I, on the other hand, started out in physics and advanced math (which is how we met) and eventually finished sort of speaking in tongues. I got my Nietzsche being forced to read Also Sprach Zaranthustra auf Deutsch, learned my Latin declensions via Ovid, and argued over mono no aware in the original bungo [classical Japanese] text.
Of course, education was wasted on youth and I can barely manage English anymore. Which actually makes me probably a perfect reader for Consolations of Philosophy: my forgotten brain completely admires and celebrates de Botton’s uncanny ability to take any sort of BIG ideas and make them so concisely and immediately transparent. And then he takes that magically gleaned clarity from opaquely famous dead white men who have been dead for a really really long time (like centuries and even millenia) and shows you how to apply those once unwieldy ideas toward the betterment of your own lives today.
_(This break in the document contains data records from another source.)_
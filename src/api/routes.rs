//! HTTP route handlers.
//!
//! All endpoints return JSON. State is shared via `Arc<ApiState>`.

use axum::{
    extract::{rejection::JsonRejection, Query, State},
    http::StatusCode,
    response::{IntoResponse, Response},
    Json,
};
use chrono::{SecondsFormat, Utc};
use serde::{Deserialize, Serialize};
use serde_json::json;
use std::sync::Arc;
use tracing::{error, warn};

use crate::engine::ingest::{IngestReport, IngestionPipeline};
use crate::engine::query::{CurrentQuery, ForecastQuery, QueryEngine};
use crate::engine::Core;
use crate::storage::SnapshotStore;
use crate::types::{
    CurrentConditions, ForecastBatch, ForecastConditions, IngestError, Location, ObservationSnapshot,
    QueryError, StoreError, ValidationError,
};

// ---------------------------------------------------------------------------
// Shared state
// ---------------------------------------------------------------------------

/// Shared state accessible by all route handlers.
pub struct ApiState {
    pub service: String,
    pub store: SnapshotStore,
    pub pipeline: Arc<IngestionPipeline>,
    pub queries: Arc<QueryEngine>,
}

impl ApiState {
    pub fn from_core(core: &Core, service: impl Into<String>) -> Self {
        Self {
            service: service.into(),
            store: core.store.clone(),
            pipeline: Arc::clone(&core.pipeline),
            queries: Arc::clone(&core.queries),
        }
    }
}

pub type AppState = Arc<ApiState>;

// ---------------------------------------------------------------------------
// Errors
// ---------------------------------------------------------------------------

/// Error responses, rendered as `{ "error": ..., "reason": ... }`.
#[derive(Debug)]
pub enum ApiError {
    Validation(ValidationError),
    /// The request body is not a JSON object of the expected shape.
    InvalidBody(String),
    MissingCity,
    NotFound(String),
    Provider(String),
    Timeout(String),
    Store(StoreError),
}

impl ApiError {
    fn status(&self) -> StatusCode {
        match self {
            ApiError::Validation(_) | ApiError::InvalidBody(_) | ApiError::MissingCity => {
                StatusCode::BAD_REQUEST
            }
            ApiError::NotFound(_) => StatusCode::NOT_FOUND,
            ApiError::Provider(_) => StatusCode::BAD_GATEWAY,
            ApiError::Timeout(_) => StatusCode::GATEWAY_TIMEOUT,
            ApiError::Store(_) => StatusCode::INTERNAL_SERVER_ERROR,
        }
    }

    fn reason(&self) -> &'static str {
        match self {
            ApiError::Validation(v) => v.reason(),
            ApiError::InvalidBody(_) => "invalid_body",
            ApiError::MissingCity => "missing_city",
            ApiError::NotFound(_) => "not_found",
            ApiError::Provider(_) => "provider_error",
            ApiError::Timeout(_) => "provider_timeout",
            ApiError::Store(_) => "store_error",
        }
    }

    fn message(&self) -> String {
        match self {
            ApiError::Validation(v) => v.to_string(),
            ApiError::InvalidBody(detail) => format!("Invalid request body: {detail}"),
            ApiError::MissingCity => "You must provide a city".to_string(),
            ApiError::NotFound(name) => format!("City not found: {name}"),
            ApiError::Provider(msg) | ApiError::Timeout(msg) => msg.clone(),
            // Store details stay in the logs.
            ApiError::Store(_) => "internal storage error".to_string(),
        }
    }
}

impl IntoResponse for ApiError {
    fn into_response(self) -> Response {
        match &self {
            ApiError::Store(e) => error!(error = %e, "Request failed on store"),
            ApiError::Provider(msg) | ApiError::Timeout(msg) => warn!(error = %msg, "Provider failure"),
            _ => {}
        }
        let body = json!({ "error": self.message(), "reason": self.reason() });
        (self.status(), Json(body)).into_response()
    }
}

impl From<QueryError> for ApiError {
    fn from(e: QueryError) -> Self {
        match e {
            QueryError::Validation(v) => ApiError::Validation(v),
            QueryError::Store(s) => ApiError::Store(s),
        }
    }
}

impl From<IngestError> for ApiError {
    fn from(e: IngestError) -> Self {
        match e {
            IngestError::UnknownLocation(name) => ApiError::NotFound(name),
            e @ IngestError::Provider { .. } => ApiError::Provider(e.to_string()),
            e @ IngestError::Timeout { .. } => ApiError::Timeout(e.to_string()),
            IngestError::Store(s) => ApiError::Store(s),
        }
    }
}

impl From<JsonRejection> for ApiError {
    fn from(e: JsonRejection) -> Self {
        ApiError::InvalidBody(e.body_text())
    }
}

impl From<StoreError> for ApiError {
    fn from(e: StoreError) -> Self {
        ApiError::Store(e)
    }
}

// ---------------------------------------------------------------------------
// Request / response types
// ---------------------------------------------------------------------------

#[derive(Debug, Clone, Default, Deserialize)]
pub struct SnapshotRequest {
    pub city: Option<String>,
}

impl SnapshotRequest {
    fn city(&self) -> Result<&str, ApiError> {
        match self.city.as_deref().map(str::trim) {
            Some(city) if !city.is_empty() => Ok(city),
            _ => Err(ApiError::MissingCity),
        }
    }
}

/// Response to a single-location or whole-registry refresh.
#[derive(Debug, Clone, Serialize)]
pub struct SnapshotResponse {
    pub message: String,
    #[serde(skip_serializing_if = "Option::is_none")]
    pub snapshot: Option<ObservationSnapshot>,
    #[serde(skip_serializing_if = "Option::is_none")]
    pub batch: Option<ForecastBatch>,
    #[serde(skip_serializing_if = "Option::is_none")]
    pub report: Option<IngestReport>,
}

impl SnapshotResponse {
    fn message(message: String) -> Self {
        Self { message, snapshot: None, batch: None, report: None }
    }
}

const ALL_CITIES: &str = "all";

// ---------------------------------------------------------------------------
// Route handlers
// ---------------------------------------------------------------------------

/// GET /cities
pub async fn get_cities(
    State(state): State<AppState>,
    Query(query): Query<CurrentQuery>,
) -> Result<Json<Vec<CurrentConditions>>, ApiError> {
    let rows = state.queries.query_current(&query).await?;
    Ok(Json(rows))
}

/// GET /cities/forecast
pub async fn get_forecast(
    State(state): State<AppState>,
    Query(query): Query<ForecastQuery>,
) -> Result<Json<Vec<ForecastConditions>>, ApiError> {
    let rows = state.queries.query_forecast(&query).await?;
    Ok(Json(rows))
}

/// POST /snapshot
pub async fn post_snapshot(
    State(state): State<AppState>,
    body: Result<Json<SnapshotRequest>, JsonRejection>,
) -> Result<Json<SnapshotResponse>, ApiError> {
    let Json(req) = body?;
    let city = req.city()?;

    if city == ALL_CITIES {
        let report = state.pipeline.refresh_all().await?;
        return Ok(Json(SnapshotResponse {
            report: Some(report),
            ..SnapshotResponse::message("All cities refreshed".to_string())
        }));
    }

    let snapshot = state.pipeline.refresh_one(city).await?;
    Ok(Json(SnapshotResponse {
        snapshot: Some(snapshot),
        ..SnapshotResponse::message(format!("Successfully added {city} to snapshot"))
    }))
}

/// POST /snapshot/forecast
pub async fn post_forecast_snapshot(
    State(state): State<AppState>,
    body: Result<Json<SnapshotRequest>, JsonRejection>,
) -> Result<Json<SnapshotResponse>, ApiError> {
    let Json(req) = body?;
    let city = req.city()?;

    if city == ALL_CITIES {
        let report = state.pipeline.refresh_forecasts_all().await?;
        return Ok(Json(SnapshotResponse {
            report: Some(report),
            ..SnapshotResponse::message("All forecasts refreshed".to_string())
        }));
    }

    let batch = state.pipeline.refresh_forecast_one(city).await?;
    Ok(Json(SnapshotResponse {
        batch: Some(batch),
        ..SnapshotResponse::message(format!("Successfully added {city} forecast to snapshot"))
    }))
}

/// GET /locations
pub async fn get_locations(State(state): State<AppState>) -> Result<Json<Vec<Location>>, ApiError> {
    Ok(Json(state.store.list_locations().await?))
}

/// GET /health
pub async fn health(State(state): State<AppState>) -> Response {
    match state.store.ping().await {
        Ok(()) => Json(json!({
            "status": "ok",
            "service": state.service,
            "timestamp": Utc::now().to_rfc3339_opts(SecondsFormat::Millis, true),
        }))
        .into_response(),
        Err(e) => {
            error!(error = %e, "Health check failed");
            (
                StatusCode::INTERNAL_SERVER_ERROR,
                Json(json!({ "status": "error", "error": "database_unreachable" })),
            )
                .into_response()
        }
    }
}

// ---------------------------------------------------------------------------
// Tests
// ---------------------------------------------------------------------------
With a fine mixture of supreme intelligence, clever sarcasm, laugh-out-loud humor – further illuminated by art, photos, and illustrations both serious and just plain silly – de Botton shows you how Socrates’s final trial and death can help you overcome unpopularity, how Epicurus can teach you that money does not equal happiness, how Seneca’s own suffering and his stoic acceptance can make us all better equipped to deal with frustration, how Montaigne’s views on the adequate human being can assuage any feelings of sexual, cultural, and/or intellectual inadequacy (what was I saying about wasted education?), how you can use Schopenhauer’s pessimism to find solace from a broken heart, and how nihilistic Nietzsche can help us overcome difficulties if we can just accept that “not everything which hurts may be bad.”
Thank goodness in the case of this delightful book, there’s no pain, all gain.